Start of Block

//! compositor - screen rendering for the Pen-Deck panel
//!
//! Turns UI state into a fresh [`PixelBuffer`] for every redraw. Each
//! screen has two entry points:
//!
//! - `draw_*` renders onto any `DrawTarget<Color = Rgb888>`
//! - `render_*` allocates a 128×128 buffer, draws, and returns it
//!
//! Rendering is pure: no clock, no randomness, no I/O. The same state always
//! yields the same buffer, which is what the visual tests rely on.
//!
//! [`PixelBuffer`]: platform::PixelBuffer

#![cfg_attr(not(test), no_std)]
#![deny(clippy::unwrap_used)]
#![deny(clippy::expect_used)]
#![deny(clippy::panic)]

extern crate alloc;

pub mod draw;
pub mod render;
pub mod theme;

pub use render::{
    draw_choice, draw_menu, draw_splash, draw_status, draw_text, draw_text_entry, render_choice,
    render_menu, render_result, render_splash, render_status, render_text, render_text_entry,
};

End of Block

What to produce
Among the lines of the records, copy out each one that contains the word "state".

Solution to the problem
//! Turns UI state into a fresh [`PixelBuffer`] for every redraw. Each
//! Rendering is pure: no clock, no randomness, no I/O. The same state always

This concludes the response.